- **THE DATA**:
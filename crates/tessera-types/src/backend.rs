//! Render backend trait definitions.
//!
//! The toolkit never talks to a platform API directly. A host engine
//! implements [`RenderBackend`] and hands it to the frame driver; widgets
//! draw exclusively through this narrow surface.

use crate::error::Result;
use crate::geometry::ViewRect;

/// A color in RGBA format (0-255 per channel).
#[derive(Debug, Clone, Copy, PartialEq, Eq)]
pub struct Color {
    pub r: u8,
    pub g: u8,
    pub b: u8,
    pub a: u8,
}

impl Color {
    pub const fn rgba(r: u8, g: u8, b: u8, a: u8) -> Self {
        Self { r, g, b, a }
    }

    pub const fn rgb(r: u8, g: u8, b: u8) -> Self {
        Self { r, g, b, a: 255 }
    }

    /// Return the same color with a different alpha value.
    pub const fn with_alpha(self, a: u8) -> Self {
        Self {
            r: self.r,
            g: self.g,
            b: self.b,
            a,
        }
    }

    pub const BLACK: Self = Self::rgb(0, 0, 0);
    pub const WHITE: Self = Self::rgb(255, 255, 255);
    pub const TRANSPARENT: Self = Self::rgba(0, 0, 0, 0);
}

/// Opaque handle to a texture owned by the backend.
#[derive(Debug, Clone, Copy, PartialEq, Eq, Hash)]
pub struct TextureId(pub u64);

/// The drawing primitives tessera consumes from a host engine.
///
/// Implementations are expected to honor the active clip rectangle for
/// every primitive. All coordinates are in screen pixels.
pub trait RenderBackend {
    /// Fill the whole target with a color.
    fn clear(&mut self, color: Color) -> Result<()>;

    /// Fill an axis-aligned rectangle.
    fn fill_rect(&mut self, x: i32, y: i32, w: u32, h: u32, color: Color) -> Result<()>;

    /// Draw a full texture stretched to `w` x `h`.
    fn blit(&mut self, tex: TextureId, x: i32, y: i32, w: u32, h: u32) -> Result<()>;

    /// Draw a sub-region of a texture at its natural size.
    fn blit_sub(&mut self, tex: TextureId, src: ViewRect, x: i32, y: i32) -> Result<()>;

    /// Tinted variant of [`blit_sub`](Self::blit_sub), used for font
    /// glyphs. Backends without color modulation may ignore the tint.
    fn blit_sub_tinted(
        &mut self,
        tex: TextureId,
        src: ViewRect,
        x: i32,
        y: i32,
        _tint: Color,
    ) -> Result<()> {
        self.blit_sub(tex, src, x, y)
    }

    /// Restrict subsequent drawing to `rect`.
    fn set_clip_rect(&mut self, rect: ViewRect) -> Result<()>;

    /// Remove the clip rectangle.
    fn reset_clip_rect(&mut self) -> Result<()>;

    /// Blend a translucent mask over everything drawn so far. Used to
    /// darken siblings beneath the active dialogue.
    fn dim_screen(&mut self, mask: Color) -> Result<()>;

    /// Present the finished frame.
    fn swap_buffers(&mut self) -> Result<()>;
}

--

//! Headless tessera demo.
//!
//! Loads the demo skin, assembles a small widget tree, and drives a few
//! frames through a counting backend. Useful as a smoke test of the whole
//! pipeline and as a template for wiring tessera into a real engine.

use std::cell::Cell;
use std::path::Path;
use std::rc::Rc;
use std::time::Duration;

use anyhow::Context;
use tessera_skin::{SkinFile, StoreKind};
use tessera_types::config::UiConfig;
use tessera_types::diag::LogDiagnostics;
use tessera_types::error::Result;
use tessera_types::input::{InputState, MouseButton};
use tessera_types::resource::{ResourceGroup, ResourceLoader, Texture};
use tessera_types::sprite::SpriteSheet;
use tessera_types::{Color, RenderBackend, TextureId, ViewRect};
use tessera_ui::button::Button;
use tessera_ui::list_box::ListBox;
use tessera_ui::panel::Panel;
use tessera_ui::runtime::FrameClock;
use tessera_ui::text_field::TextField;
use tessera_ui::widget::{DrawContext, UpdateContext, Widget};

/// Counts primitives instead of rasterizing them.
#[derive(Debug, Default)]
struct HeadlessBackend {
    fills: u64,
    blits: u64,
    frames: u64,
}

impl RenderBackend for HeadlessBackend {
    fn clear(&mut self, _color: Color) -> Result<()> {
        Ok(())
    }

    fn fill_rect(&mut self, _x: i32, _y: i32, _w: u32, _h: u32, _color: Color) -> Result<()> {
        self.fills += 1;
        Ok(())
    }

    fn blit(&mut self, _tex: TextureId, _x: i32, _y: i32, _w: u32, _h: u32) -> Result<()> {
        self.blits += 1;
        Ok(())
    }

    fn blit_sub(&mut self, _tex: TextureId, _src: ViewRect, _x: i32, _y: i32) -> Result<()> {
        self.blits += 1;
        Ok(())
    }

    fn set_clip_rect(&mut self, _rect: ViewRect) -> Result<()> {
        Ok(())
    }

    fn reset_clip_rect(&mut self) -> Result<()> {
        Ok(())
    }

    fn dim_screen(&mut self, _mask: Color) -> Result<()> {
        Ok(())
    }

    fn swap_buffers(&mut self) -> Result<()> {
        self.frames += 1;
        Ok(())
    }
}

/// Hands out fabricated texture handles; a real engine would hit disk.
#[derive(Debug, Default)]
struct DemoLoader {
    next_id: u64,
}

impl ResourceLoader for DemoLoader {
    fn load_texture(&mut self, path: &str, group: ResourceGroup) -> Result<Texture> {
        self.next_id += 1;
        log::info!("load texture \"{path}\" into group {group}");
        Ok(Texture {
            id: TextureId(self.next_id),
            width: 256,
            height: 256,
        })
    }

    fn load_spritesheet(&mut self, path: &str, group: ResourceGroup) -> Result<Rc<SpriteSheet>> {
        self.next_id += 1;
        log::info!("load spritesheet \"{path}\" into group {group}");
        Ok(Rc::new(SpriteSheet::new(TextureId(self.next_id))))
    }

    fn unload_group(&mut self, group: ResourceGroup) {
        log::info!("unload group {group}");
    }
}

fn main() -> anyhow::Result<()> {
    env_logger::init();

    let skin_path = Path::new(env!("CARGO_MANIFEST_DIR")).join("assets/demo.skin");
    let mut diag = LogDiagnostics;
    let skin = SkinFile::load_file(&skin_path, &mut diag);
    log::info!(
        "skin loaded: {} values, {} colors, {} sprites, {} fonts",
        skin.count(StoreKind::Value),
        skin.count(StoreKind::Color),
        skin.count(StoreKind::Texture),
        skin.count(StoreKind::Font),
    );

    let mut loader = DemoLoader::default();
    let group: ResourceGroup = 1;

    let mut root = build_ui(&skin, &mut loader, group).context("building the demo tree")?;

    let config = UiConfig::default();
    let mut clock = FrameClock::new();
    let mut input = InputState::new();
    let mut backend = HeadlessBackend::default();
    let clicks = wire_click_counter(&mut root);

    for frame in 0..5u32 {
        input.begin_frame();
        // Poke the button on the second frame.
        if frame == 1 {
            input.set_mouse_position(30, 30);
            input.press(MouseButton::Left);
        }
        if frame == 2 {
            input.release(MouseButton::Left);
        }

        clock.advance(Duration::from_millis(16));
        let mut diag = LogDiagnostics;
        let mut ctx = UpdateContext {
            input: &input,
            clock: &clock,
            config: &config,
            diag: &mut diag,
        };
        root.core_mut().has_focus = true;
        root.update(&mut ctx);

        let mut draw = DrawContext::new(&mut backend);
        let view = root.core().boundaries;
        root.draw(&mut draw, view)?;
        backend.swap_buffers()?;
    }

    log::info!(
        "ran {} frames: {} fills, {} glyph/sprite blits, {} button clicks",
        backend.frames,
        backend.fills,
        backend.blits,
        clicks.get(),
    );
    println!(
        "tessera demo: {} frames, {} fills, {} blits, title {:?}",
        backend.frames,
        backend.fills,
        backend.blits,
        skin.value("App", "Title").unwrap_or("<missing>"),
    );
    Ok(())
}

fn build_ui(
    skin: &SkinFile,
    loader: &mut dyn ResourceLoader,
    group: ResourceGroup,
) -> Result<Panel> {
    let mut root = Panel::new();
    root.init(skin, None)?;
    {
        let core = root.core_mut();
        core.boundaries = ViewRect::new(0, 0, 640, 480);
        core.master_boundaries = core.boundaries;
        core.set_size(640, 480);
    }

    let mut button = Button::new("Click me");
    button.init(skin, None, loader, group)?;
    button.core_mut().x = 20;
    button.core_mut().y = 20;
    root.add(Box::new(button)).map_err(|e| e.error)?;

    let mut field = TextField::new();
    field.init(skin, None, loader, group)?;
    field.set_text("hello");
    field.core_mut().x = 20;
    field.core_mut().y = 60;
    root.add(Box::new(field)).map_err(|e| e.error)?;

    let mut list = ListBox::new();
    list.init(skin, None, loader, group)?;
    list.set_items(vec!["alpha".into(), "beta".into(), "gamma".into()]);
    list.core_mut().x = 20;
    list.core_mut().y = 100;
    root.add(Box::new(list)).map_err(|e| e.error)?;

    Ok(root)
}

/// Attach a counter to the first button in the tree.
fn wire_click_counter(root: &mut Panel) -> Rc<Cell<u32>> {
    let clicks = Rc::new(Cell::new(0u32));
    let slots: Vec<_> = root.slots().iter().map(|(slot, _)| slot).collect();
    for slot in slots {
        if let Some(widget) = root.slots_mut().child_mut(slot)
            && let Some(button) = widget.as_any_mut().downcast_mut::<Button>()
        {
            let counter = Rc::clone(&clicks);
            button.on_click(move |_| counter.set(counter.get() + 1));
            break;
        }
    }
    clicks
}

---

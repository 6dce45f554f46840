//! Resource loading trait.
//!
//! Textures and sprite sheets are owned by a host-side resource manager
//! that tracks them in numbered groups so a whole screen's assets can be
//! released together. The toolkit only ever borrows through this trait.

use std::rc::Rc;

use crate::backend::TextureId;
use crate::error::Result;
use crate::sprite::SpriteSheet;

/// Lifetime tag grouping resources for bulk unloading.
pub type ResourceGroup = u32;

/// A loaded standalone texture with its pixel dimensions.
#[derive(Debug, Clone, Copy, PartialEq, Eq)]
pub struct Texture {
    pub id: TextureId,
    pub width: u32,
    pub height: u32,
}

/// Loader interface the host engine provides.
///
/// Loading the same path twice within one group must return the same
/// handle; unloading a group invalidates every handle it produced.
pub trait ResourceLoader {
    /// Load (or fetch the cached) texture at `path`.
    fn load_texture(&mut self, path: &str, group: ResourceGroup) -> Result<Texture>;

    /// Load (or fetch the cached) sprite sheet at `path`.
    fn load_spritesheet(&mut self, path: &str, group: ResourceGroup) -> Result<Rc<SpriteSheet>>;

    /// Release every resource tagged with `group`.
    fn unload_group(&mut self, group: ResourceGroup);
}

- **WORK INSTRUCTION**:
Could you restate, word for word, the lines above from the one with "fn wire_click_counter(root: &mut" to the one with "if let Some(widget)", both included?

- **TASK RESULT**:
fn wire_click_counter(root: &mut Panel) -> Rc<Cell<u32>> {
    let clicks = Rc::new(Cell::new(0u32));
    let slots: Vec<_> = root.slots().iter().map(|(slot, _)| slot).collect();
    for slot in slots {
        if let Some(widget) = root.slots_mut().child_mut(slot)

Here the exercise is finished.